• **ACTIVITY**
Which lines of the material contain the word "RiskClassifier"? Show each one.

◇ ◇ ◇ ◇ ◇ ◇ ◇

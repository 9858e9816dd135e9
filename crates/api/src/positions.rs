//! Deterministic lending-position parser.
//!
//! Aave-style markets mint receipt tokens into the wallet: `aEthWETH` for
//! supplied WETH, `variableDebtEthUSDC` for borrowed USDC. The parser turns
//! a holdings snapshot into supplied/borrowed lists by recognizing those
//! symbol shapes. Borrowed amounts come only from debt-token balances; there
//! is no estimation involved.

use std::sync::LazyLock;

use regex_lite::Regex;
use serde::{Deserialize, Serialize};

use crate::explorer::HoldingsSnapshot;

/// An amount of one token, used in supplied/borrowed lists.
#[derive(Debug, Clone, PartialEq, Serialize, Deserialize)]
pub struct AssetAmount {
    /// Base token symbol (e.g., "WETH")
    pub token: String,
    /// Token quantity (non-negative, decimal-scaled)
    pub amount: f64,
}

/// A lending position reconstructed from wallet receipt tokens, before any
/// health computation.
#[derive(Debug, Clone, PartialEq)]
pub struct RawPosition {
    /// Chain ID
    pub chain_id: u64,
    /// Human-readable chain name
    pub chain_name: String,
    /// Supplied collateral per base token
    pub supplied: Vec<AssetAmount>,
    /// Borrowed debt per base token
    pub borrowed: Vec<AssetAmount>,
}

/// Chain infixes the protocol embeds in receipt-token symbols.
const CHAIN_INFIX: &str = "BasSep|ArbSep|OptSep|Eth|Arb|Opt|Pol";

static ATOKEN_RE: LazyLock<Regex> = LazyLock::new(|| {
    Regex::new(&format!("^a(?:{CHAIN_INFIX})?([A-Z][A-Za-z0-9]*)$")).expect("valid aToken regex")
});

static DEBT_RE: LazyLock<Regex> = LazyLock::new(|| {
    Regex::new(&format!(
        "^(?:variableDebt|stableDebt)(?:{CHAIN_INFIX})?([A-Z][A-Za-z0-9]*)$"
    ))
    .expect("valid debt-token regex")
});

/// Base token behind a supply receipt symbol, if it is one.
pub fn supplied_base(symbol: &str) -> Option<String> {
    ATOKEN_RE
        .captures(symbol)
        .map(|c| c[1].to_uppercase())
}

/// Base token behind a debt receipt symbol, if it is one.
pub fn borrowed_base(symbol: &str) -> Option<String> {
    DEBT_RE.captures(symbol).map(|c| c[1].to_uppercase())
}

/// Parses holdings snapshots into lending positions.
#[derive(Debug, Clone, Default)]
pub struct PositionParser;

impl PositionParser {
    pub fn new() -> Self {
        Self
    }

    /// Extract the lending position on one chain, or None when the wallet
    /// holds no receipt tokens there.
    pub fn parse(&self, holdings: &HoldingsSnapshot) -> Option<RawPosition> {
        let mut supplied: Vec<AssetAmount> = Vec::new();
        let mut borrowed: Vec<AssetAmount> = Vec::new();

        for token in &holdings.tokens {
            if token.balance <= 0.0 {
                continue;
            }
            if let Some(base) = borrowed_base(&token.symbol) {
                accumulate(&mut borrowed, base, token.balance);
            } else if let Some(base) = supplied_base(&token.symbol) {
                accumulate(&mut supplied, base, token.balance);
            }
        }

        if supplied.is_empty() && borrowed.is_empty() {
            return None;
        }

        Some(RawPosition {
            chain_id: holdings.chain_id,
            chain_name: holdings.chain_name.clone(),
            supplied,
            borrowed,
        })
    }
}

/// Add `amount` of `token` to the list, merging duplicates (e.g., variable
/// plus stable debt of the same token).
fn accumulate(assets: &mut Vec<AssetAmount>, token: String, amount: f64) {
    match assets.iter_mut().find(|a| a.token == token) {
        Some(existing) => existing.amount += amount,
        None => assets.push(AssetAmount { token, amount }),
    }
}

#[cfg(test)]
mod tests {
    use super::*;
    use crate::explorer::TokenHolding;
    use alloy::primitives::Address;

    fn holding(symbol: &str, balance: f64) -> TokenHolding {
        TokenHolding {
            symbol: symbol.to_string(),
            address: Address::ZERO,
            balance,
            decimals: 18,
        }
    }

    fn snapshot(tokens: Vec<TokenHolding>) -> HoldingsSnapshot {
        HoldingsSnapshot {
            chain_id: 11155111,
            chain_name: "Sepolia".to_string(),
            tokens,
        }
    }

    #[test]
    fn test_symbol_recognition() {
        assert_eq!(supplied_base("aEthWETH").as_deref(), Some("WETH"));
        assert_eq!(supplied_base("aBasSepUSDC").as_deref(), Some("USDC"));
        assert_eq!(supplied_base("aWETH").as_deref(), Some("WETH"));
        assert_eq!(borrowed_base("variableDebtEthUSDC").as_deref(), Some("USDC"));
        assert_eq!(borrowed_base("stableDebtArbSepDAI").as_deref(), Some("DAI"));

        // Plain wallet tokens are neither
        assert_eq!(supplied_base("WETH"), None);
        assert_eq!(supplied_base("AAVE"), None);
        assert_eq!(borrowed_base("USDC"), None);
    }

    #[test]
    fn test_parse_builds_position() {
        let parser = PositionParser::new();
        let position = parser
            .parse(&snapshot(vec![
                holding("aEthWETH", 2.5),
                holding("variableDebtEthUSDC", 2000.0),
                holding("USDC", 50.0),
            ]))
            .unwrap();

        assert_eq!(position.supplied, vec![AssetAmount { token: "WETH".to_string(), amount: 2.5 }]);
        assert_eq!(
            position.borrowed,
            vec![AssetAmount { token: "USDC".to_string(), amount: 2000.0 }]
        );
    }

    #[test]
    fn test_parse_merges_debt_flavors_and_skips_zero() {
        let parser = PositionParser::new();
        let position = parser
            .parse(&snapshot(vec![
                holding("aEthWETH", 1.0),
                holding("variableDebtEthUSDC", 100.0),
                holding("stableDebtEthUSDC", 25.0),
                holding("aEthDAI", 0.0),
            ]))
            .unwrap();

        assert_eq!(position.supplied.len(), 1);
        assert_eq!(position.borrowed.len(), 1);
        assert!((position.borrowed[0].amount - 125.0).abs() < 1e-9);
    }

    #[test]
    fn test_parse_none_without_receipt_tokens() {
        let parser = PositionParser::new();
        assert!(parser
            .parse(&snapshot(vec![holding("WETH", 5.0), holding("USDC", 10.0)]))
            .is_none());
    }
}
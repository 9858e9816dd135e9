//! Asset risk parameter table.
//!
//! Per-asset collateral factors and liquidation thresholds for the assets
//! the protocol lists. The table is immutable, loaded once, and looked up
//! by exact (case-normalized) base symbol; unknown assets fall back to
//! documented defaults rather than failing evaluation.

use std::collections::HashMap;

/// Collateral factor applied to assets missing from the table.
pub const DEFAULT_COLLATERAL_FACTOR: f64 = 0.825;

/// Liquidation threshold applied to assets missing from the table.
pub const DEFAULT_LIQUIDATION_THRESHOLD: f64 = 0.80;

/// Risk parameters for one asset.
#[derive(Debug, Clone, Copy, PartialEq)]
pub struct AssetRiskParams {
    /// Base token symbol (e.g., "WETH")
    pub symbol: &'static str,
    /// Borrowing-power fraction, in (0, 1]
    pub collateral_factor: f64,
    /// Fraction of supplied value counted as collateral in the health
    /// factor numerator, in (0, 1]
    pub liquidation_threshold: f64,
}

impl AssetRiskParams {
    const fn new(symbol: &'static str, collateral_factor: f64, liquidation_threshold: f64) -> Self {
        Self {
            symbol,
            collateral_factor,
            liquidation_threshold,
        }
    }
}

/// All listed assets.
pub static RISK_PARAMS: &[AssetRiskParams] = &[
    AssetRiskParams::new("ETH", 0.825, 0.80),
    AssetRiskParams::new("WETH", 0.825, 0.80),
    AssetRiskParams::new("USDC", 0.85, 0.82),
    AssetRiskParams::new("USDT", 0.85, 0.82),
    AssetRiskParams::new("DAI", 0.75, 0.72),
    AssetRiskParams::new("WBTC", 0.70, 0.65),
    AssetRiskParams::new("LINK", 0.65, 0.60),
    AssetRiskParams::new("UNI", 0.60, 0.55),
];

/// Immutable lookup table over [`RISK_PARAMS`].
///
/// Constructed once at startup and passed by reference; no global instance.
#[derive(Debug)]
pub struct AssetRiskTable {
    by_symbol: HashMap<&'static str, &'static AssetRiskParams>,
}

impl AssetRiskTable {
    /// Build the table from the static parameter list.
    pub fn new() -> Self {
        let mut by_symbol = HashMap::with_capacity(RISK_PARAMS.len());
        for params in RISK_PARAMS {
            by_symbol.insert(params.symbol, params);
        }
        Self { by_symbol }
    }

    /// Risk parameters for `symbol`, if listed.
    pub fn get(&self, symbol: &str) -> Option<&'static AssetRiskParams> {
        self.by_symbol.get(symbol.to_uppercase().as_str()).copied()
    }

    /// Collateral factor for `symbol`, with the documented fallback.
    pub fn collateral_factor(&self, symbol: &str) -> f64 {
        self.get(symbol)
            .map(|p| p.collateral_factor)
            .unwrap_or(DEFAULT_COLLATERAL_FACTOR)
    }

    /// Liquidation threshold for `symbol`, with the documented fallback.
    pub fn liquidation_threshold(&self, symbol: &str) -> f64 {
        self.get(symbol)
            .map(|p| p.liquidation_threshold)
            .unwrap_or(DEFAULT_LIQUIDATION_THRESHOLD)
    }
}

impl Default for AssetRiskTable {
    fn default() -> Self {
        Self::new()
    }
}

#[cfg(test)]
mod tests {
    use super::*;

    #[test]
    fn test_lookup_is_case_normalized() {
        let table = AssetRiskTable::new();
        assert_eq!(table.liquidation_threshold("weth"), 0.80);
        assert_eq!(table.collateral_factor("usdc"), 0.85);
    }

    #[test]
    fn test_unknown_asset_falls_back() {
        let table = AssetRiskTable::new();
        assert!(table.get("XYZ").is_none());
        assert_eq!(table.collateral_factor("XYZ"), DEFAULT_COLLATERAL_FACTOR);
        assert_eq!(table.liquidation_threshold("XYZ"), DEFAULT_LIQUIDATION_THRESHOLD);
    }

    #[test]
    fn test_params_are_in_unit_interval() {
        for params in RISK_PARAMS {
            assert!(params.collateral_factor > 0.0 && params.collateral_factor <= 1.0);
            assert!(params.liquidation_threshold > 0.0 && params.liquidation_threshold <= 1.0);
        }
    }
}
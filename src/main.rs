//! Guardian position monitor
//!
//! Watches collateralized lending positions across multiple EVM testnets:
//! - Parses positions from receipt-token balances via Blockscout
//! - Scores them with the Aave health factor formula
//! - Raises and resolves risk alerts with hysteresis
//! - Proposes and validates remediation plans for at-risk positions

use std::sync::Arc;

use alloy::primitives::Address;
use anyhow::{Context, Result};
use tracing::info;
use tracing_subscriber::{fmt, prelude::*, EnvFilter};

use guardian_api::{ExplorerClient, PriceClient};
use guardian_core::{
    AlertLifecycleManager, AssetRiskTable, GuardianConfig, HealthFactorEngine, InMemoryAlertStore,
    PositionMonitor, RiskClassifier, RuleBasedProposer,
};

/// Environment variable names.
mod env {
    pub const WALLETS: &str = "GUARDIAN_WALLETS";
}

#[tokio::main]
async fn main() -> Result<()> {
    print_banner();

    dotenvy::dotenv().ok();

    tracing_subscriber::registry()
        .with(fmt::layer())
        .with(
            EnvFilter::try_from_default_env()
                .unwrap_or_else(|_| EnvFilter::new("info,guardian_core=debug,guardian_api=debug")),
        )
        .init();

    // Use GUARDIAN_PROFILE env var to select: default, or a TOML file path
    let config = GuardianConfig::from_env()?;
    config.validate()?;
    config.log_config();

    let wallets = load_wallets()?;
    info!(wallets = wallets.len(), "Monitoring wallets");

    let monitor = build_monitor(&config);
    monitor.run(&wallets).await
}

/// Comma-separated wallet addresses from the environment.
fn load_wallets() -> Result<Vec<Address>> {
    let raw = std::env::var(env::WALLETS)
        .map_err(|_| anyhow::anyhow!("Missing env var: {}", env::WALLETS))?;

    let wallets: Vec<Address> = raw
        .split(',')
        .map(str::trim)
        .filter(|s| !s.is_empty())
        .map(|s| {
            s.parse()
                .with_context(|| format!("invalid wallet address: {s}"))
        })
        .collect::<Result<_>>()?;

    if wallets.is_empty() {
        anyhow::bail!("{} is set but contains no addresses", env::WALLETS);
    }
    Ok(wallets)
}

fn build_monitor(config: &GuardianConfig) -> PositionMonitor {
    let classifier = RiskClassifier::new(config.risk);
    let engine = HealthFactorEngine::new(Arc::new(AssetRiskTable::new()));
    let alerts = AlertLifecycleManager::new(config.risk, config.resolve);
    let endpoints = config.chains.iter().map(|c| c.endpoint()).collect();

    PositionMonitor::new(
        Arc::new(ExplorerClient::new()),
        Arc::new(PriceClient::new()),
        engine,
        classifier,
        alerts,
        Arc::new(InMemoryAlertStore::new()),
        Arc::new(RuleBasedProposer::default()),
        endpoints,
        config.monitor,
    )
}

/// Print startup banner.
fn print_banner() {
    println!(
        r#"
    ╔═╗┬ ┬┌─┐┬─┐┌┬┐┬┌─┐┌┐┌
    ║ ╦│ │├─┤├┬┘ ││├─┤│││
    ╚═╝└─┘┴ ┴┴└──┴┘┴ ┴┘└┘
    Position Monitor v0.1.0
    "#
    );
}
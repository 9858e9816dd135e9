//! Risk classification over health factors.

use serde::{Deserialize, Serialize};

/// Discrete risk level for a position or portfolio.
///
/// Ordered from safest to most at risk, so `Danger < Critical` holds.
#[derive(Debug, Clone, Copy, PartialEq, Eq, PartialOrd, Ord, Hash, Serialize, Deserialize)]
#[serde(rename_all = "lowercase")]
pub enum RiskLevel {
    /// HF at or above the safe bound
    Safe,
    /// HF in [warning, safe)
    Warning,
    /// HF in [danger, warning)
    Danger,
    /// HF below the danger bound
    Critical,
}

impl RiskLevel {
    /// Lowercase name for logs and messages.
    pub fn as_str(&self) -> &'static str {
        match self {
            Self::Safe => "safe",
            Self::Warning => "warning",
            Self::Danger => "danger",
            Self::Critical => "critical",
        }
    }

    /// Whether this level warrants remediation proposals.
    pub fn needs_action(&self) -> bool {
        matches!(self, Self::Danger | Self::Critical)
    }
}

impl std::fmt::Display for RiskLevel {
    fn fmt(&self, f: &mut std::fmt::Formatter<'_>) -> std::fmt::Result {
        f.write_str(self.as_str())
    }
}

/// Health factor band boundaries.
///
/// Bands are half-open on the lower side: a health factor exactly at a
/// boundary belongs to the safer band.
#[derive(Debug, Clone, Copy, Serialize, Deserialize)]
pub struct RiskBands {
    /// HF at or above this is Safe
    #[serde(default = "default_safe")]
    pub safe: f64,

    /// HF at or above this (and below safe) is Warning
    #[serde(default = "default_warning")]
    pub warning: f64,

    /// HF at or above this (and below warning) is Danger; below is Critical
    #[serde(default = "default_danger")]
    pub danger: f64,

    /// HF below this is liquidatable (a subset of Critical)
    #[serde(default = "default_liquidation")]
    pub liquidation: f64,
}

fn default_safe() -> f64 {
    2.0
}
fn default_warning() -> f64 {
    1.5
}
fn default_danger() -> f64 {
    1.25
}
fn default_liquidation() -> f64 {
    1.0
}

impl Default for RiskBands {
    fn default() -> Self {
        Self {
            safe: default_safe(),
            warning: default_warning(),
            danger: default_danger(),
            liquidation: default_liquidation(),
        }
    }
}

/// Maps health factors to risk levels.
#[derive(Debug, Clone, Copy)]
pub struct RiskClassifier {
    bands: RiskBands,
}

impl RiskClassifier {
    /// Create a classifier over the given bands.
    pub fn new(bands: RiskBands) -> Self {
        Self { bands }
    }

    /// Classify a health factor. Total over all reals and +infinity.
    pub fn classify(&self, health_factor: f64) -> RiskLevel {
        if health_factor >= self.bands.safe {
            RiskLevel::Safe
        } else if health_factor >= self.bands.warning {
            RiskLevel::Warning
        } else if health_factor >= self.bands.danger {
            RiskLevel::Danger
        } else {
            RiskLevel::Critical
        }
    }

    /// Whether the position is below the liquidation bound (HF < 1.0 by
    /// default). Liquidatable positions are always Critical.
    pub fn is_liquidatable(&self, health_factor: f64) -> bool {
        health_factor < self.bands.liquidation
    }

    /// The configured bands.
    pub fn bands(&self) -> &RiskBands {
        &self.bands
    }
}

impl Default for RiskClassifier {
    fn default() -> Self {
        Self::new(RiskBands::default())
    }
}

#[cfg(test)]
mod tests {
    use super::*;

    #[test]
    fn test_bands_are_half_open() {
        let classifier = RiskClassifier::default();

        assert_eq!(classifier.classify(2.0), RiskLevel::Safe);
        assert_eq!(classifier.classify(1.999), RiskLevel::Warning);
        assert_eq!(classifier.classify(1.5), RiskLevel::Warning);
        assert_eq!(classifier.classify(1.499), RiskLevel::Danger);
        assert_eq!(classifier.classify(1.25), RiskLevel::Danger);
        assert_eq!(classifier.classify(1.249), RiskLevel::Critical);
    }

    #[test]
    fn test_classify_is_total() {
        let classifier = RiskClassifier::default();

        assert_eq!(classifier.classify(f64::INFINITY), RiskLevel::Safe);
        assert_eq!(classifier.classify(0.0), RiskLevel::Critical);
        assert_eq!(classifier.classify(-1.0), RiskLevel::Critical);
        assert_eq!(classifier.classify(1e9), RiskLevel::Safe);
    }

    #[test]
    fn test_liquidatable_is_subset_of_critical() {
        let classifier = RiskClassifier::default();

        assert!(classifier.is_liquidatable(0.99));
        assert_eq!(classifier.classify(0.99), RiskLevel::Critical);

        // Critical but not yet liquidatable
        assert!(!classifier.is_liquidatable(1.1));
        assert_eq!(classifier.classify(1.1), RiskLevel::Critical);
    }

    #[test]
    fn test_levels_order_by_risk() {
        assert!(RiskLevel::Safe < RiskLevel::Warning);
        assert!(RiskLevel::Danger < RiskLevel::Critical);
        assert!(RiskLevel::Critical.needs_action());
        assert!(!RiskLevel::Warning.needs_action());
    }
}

◇ ◇ ◇ ◇ ◇ ◇ ◇

• **RESPONSE**
    PositionMonitor, RiskClassifier, RuleBasedProposer,
    let classifier = RiskClassifier::new(config.risk);
pub struct RiskClassifier {
impl RiskClassifier {
impl Default for RiskClassifier {
        let classifier = RiskClassifier::default();
        let classifier = RiskClassifier::default();
        let classifier = RiskClassifier::default();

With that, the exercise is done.